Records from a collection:
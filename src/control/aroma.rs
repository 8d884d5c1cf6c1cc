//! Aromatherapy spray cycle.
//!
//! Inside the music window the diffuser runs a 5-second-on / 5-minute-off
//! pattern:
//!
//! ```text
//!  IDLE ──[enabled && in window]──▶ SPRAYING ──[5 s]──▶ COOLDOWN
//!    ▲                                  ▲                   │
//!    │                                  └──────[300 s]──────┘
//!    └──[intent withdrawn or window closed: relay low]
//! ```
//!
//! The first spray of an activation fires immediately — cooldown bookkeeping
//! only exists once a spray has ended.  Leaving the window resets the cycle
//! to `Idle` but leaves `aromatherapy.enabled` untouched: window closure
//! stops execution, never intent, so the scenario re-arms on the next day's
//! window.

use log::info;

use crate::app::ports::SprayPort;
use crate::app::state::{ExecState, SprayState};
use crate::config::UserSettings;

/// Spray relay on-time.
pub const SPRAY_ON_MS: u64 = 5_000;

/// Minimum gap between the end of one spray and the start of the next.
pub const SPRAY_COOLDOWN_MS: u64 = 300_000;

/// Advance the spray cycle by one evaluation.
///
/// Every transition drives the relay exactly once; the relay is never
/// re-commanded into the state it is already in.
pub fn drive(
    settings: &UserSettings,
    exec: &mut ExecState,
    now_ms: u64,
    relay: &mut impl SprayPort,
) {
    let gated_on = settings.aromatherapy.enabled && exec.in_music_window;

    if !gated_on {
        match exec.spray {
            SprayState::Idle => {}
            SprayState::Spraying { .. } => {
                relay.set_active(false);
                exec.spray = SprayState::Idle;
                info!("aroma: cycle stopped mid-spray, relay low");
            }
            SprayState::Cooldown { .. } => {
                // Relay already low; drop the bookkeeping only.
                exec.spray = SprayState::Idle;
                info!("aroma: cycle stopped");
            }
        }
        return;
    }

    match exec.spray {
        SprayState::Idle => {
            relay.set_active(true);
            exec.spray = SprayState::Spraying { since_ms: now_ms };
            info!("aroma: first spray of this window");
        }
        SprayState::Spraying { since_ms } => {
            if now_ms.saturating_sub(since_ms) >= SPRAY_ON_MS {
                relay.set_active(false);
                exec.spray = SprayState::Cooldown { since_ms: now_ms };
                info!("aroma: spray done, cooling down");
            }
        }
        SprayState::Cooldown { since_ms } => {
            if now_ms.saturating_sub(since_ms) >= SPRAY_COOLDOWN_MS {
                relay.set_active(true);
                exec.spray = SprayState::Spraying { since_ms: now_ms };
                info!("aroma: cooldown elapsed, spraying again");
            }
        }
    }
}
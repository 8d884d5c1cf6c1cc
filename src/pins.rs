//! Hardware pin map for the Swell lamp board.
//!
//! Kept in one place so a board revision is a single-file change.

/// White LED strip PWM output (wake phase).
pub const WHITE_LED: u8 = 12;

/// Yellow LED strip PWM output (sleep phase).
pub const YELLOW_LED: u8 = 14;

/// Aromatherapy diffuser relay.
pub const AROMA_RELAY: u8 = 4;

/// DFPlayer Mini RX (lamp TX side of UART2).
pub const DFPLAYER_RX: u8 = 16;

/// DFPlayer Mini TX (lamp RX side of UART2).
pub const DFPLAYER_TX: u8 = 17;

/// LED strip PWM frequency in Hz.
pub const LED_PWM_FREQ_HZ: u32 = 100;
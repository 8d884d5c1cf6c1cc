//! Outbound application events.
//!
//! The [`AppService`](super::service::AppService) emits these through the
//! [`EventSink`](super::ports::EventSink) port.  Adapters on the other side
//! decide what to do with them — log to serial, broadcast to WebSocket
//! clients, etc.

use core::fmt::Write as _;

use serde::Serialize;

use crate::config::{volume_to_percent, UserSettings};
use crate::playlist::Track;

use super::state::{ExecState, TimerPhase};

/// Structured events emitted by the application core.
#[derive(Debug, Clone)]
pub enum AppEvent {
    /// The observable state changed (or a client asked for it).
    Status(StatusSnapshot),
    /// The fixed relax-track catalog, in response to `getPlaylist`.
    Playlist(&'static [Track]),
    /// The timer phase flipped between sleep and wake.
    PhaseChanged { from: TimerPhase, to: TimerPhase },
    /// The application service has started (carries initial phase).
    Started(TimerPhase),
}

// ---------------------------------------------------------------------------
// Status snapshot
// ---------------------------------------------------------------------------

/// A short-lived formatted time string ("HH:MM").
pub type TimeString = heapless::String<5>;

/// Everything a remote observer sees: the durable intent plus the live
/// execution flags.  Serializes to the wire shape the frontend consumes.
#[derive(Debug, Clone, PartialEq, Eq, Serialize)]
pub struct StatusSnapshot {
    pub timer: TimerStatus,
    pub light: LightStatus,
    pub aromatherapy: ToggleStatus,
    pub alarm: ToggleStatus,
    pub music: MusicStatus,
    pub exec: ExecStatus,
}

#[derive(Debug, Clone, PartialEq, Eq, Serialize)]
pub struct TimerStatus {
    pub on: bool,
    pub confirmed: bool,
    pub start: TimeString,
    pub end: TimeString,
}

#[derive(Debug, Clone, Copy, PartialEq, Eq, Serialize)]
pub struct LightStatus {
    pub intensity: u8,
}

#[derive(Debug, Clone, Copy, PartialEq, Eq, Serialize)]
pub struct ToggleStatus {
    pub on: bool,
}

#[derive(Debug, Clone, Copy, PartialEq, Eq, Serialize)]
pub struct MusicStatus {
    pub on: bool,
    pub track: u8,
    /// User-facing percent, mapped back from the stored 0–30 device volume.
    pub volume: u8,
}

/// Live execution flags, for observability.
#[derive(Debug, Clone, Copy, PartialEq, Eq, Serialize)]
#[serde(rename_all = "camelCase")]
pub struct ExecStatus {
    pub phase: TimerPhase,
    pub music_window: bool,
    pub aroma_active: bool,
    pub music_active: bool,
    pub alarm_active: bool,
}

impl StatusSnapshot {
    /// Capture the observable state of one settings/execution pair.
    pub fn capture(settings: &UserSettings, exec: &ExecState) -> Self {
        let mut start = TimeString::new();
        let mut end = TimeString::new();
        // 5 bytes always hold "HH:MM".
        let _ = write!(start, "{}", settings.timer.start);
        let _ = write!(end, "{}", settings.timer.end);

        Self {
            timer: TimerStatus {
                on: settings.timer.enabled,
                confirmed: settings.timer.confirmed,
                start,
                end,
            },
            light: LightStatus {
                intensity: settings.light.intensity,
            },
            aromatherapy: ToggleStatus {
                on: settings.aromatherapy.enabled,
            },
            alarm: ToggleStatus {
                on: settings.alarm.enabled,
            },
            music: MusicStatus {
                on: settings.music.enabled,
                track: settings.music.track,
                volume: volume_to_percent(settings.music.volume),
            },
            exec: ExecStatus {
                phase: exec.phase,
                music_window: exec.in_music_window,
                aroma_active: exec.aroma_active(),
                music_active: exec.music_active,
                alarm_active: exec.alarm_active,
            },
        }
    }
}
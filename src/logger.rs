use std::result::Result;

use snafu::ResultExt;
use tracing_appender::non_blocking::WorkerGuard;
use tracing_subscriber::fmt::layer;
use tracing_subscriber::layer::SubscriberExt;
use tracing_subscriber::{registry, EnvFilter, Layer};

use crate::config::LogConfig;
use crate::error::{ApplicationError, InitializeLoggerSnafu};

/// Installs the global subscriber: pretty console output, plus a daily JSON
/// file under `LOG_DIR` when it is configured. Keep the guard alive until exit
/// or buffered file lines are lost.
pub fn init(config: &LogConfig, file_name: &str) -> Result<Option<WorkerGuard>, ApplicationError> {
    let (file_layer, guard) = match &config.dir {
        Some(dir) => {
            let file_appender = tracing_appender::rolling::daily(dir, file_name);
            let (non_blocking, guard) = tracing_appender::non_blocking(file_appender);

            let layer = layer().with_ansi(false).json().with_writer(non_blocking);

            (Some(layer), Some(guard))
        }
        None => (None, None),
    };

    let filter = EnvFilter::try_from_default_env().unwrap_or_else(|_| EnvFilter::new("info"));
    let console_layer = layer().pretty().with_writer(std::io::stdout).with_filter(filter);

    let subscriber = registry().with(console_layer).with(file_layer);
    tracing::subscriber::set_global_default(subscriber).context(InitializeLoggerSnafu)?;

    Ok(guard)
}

The task: From the data above, copy each line where the string "cycle" appears.

Exercise answer:
//! Aromatherapy spray cycle.
//! only exists once a spray has ended.  Leaving the window resets the cycle
/// Advance the spray cycle by one evaluation.
                info!("aroma: cycle stopped mid-spray, relay low");
                info!("aroma: cycle stopped");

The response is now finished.